» **What this task involves**: Records follow. Select each line holding "AdapterHandle".

### Exercise data ###

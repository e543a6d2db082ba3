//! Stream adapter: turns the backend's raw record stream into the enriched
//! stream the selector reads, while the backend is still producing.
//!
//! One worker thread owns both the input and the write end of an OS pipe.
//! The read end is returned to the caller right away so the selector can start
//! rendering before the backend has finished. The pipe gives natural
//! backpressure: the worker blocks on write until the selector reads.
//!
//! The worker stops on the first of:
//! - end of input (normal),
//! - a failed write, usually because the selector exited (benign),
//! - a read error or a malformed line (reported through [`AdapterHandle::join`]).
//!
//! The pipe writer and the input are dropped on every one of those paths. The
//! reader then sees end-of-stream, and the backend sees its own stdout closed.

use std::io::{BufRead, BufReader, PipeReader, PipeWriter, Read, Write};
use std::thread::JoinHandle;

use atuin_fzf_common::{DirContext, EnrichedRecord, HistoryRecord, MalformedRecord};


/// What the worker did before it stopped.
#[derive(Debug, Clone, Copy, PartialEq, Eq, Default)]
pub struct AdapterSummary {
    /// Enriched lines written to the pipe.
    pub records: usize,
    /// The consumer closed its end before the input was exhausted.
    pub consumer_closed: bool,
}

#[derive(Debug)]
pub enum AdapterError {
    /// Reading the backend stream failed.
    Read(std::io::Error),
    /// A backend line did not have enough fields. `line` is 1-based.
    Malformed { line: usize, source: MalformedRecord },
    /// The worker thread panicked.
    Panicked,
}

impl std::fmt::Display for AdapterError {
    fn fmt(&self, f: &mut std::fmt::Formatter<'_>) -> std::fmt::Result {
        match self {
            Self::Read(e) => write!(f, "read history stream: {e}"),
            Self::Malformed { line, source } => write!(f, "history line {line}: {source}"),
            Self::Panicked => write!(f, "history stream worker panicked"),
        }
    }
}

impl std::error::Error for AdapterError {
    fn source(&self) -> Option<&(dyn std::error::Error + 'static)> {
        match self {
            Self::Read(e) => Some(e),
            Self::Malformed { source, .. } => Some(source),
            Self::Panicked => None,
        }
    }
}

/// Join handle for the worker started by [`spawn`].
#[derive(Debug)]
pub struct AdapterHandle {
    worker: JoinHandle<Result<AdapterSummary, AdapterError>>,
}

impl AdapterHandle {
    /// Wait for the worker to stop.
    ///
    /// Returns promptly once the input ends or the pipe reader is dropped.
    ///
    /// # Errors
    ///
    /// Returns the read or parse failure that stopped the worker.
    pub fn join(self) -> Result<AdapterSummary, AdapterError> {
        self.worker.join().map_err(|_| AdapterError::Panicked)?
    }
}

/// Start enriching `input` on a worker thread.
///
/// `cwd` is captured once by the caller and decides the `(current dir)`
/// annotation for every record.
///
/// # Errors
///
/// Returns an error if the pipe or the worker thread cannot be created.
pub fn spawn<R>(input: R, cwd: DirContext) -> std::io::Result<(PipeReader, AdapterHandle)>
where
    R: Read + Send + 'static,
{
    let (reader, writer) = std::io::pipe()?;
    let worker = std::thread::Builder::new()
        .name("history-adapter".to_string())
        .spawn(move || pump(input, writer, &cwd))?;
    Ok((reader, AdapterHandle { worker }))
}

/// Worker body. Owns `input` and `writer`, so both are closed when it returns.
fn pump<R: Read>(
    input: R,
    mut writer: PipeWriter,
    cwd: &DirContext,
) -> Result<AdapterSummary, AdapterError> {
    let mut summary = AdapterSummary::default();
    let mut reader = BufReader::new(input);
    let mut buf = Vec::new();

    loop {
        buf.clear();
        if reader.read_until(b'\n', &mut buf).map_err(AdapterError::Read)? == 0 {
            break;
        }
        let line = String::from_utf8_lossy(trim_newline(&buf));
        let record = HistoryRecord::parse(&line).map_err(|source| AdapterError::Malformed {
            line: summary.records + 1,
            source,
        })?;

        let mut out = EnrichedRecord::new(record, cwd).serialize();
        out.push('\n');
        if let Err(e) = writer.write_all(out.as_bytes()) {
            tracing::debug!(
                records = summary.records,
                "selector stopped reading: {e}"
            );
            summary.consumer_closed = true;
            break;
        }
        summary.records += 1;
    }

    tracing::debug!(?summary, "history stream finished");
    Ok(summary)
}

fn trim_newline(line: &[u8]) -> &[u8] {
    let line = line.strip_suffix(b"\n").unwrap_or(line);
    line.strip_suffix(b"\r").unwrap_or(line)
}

###

» **Task result**:
//! - a read error or a malformed line (reported through [`AdapterHandle::join`]).
pub struct AdapterHandle {
impl AdapterHandle {
pub fn spawn<R>(input: R, cwd: DirContext) -> std::io::Result<(PipeReader, AdapterHandle)>
    Ok((reader, AdapterHandle { worker }))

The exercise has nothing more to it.